According to a report released today, California is living up to its reputation as the early adopter who liked urban climate collaboratives before they were cool. The paper, compiled by the Asia Society, documents Golden State/Chinese partnerships stretching back as far as 1992. From dialogues between the California Air Resources Board and Beijing Environmental Protection Bureau to carbon emission-trading pilots and green building collaborations, its many examples are offered in hopes that they “will help inspire new forms of constructive subnational efforts to address our critical transnational problems.”

“Despite a renewed bilateral pledge agreed to in November 2014 by the United States and China to confront carbon emissions, there is still lack of agreement on meaningful, legally binding international actions on climate change,” it states. “As such, subnational levels of government and their ability to form voluntary partnerships have become even more important pieces in the mosaic of any global climate change remedy.”

One particularly interesting and city-centric effort comes from the U.S. chapter of ICLEI (short for International Council for Local Environmental Initiatives), an association made up of local government members. Its California-China Urban Climate Collaborative will “assist policymakers in climate action planning” with a tool that’s often difficult for fragmented city departments to assemble: accurate, comprehensive data.

“We want cities to be able to see all the things that contribute to their overall carbon footprint,” says ICLEI USA Executive Director Michael Schmitz. “If they have accurate data, and the ability to measure it, smarter policy decisions will be made.”

Unfortunately, as Emma Fried-Cassorla wrote for NextCity in 2012, the process of setting (let alone meeting) emissions-reduction targets has long been an imprecise science.

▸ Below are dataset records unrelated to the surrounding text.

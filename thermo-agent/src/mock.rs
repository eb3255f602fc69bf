//! In-memory stand-ins for the transport and sensor seams.

use std::collections::VecDeque;
use std::sync::{Arc, Mutex, PoisonError};

use async_trait::async_trait;
use thermo_api::models::{CommandRecord, CommandUpdate, DeviceRegistration, Notification};
use tokio::sync::mpsc;
use tokio::time::Instant;

use crate::errors::TransportError;
use crate::sensor::{Reading, TemperatureSensor};
use crate::transport::{Command, CommandAck, DeviceHandle, Session};

/// Collects every acknowledgement instead of sending it.
#[derive(Debug, Default)]
pub struct RecordingAck {
    updates: Mutex<Vec<CommandUpdate>>,
}

impl RecordingAck {
    pub fn new() -> Arc<Self> {
        Arc::new(Self::default())
    }

    pub fn updates(&self) -> Vec<CommandUpdate> {
        self.updates
            .lock()
            .unwrap_or_else(PoisonError::into_inner)
            .clone()
    }

    /// Build a command that acknowledges into this recorder.
    pub fn command(self: &Arc<Self>, id: i64, name: &str) -> Command {
        let record = CommandRecord {
            id,
            command: name.to_string(),
            parameters: None,
            status: None,
        };

        Command::new(record, Arc::clone(self) as Arc<dyn CommandAck>)
    }
}

#[async_trait]
impl CommandAck for RecordingAck {
    async fn acknowledge(&self, update: &CommandUpdate) -> Result<(), TransportError> {
        self.updates
            .lock()
            .unwrap_or_else(PoisonError::into_inner)
            .push(update.clone());
        Ok(())
    }
}

#[derive(Debug, Clone)]
pub struct SentNotification {
    pub kind: String,
    pub notification: Notification,
    pub at: Instant,
}

pub struct MockDevice {
    device_id: String,
    sent: mpsc::UnboundedSender<SentNotification>,
    commands: Mutex<Option<mpsc::UnboundedReceiver<Command>>>,
    fail_sends: bool,
}

#[async_trait]
impl DeviceHandle for MockDevice {
    fn device_id(&self) -> &str {
        &self.device_id
    }

    async fn send_notification(
        &self,
        kind: &str,
        notification: &Notification,
    ) -> Result<(), TransportError> {
        if self.fail_sends {
            return Err(TransportError::Closed);
        }

        self.sent
            .send(SentNotification {
                kind: kind.to_string(),
                notification: notification.clone(),
                at: Instant::now(),
            })
            .map_err(|_| TransportError::Closed)
    }

    async fn subscribe_insert_commands(
        &self,
    ) -> Result<mpsc::UnboundedReceiver<Command>, TransportError> {
        self.commands
            .lock()
            .unwrap_or_else(PoisonError::into_inner)
            .take()
            .ok_or(TransportError::AlreadySubscribed)
    }
}

/// Session whose far end is a [`MockRemote`].
pub struct MockSession {
    sent: mpsc::UnboundedSender<SentNotification>,
    commands: Mutex<Option<mpsc::UnboundedReceiver<Command>>>,
    registrations: Arc<Mutex<Vec<DeviceRegistration>>>,
    fail_sends: bool,
}

impl MockSession {
    pub fn new() -> (Self, MockRemote) {
        let (sent_tx, sent_rx) = mpsc::unbounded_channel();
        let (command_tx, command_rx) = mpsc::unbounded_channel();
        let registrations = Arc::new(Mutex::new(Vec::new()));

        let session = Self {
            sent: sent_tx,
            commands: Mutex::new(Some(command_rx)),
            registrations: Arc::clone(&registrations),
            fail_sends: false,
        };

        let remote = MockRemote {
            notifications: sent_rx,
            commands: Some(command_tx),
            ack: RecordingAck::new(),
            registrations,
        };

        (session, remote)
    }

    /// Every notification send fails with [`TransportError::Closed`].
    pub fn with_failing_sends(mut self) -> Self {
        self.fail_sends = true;
        self
    }
}

#[async_trait]
impl Session for MockSession {
    type Device = MockDevice;

    async fn register_device(
        &self,
        registration: &DeviceRegistration,
    ) -> Result<Self::Device, TransportError> {
        self.registrations
            .lock()
            .unwrap_or_else(PoisonError::into_inner)
            .push(registration.clone());

        Ok(MockDevice {
            device_id: registration.id.clone(),
            sent: self.sent.clone(),
            commands: Mutex::new(
                self.commands
                    .lock()
                    .unwrap_or_else(PoisonError::into_inner)
                    .take(),
            ),
            fail_sends: self.fail_sends,
        })
    }

    async fn disconnect(&self) -> Result<(), TransportError> {
        Ok(())
    }
}

/// Service side of a [`MockSession`].
pub struct MockRemote {
    pub notifications: mpsc::UnboundedReceiver<SentNotification>,
    commands: Option<mpsc::UnboundedSender<Command>>,
    pub ack: Arc<RecordingAck>,
    registrations: Arc<Mutex<Vec<DeviceRegistration>>>,
}

impl MockRemote {
    /// Deliver a command to the device; its acknowledgement lands in `ack`.
    pub async fn insert_command(&self, id: i64, name: &str) {
        if let Some(commands) = &self.commands {
            let _ = commands.send(self.ack.command(id, name));
        }
    }

    /// Simulate the session dropping its inbound command stream.
    pub fn close_commands(&mut self) {
        self.commands = None;
    }

    pub fn registrations(&self) -> Vec<DeviceRegistration> {
        self.registrations
            .lock()
            .unwrap_or_else(PoisonError::into_inner)
            .clone()
    }
}

/// Returns the queued values in order, then repeats the last one.
pub struct StubSensor {
    values: VecDeque<f64>,
    last: f64,
}

impl StubSensor {
    pub fn new(values: impl IntoIterator<Item = f64>) -> Self {
        Self {
            values: values.into_iter().collect(),
            last: 0.0,
        }
    }
}

#[async_trait]
impl TemperatureSensor for StubSensor {
    async fn read(&mut self) -> Reading {
        if let Some(value) = self.values.pop_front() {
            self.last = value;
        }

        Reading::now(self.last)
    }
}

“If a city wishes to take a tactical approach to reducing greenhouse gas emissions, it must first understand the sources,” she wrote. “But inconsistent and confusing measuring and reporting standards have long plagued local authorities trying to grapple with their communities’ environmental impacts.”

Since 2012, however, ICLEI USA has been trying to demystify the process through its Community Protocol — a national standard that helps municipalities track and report those disparate sources. At the minimum, participating city governments must record emissions from electricity, fuel in “residential stationary combustion equipment,” vehicles, water and wastewater treatment and distribution and solid waste. The organization now offers a cloud-based platform where cities can inventory and forecast their greenhouse gas emissions as well.

ICLEI USA’s new collaborative was inspired by California Governor Jerry Brown’s delegation to China in April of 2013, which Schmitz attended. There, Brown signed an agreement with China’s Ministry of Commerce establishing a working group between the state and leaders from the provinces of Jiangsu, Inner Mongolia, Shanghai, Shandong, Guangdong and Chongqing. Its goal was to boost economic cooperation in a number of sectors, including biotechnology, information technology, energy and environmental protection. To accomplish the latter, Schmitz says, leaders will need to take city-level action, and he adds that municipalities in California and China face similar hurdles.

“We hope to share strategic insights,” he says. “Mass transportation is a huge challenge with China’s rapid urbanization.”

As an ideal counterpart, he points to Los Angeles County.

“It’s extraordinarily complex, both politically and geographically, and it’s in a basin, so it has faced congestion and air pollution,” he says. “But the region has had to take what was an entirely freeway-based system and build out a series of light-rail lines.”

“And [Los Angeles] still faces growth,” he adds. “A partnership with Chinese cities in similar situations could be a helpful two-way street.”

Though included in today’s Asia Society report, Schmitz says the collaborative is still young, and hasn’t been formally announced yet. But beyond fostering partnerships, its concrete goals — as stated in the paper — include offering resources and training to both California and Chinese cities “on the five milestones of climate action planning: conducting a baseline emission inventory and forecast, adopting an emissions reduction target, developing a local climate action plan, implementing policies and measures, and monitoring and verifying results.”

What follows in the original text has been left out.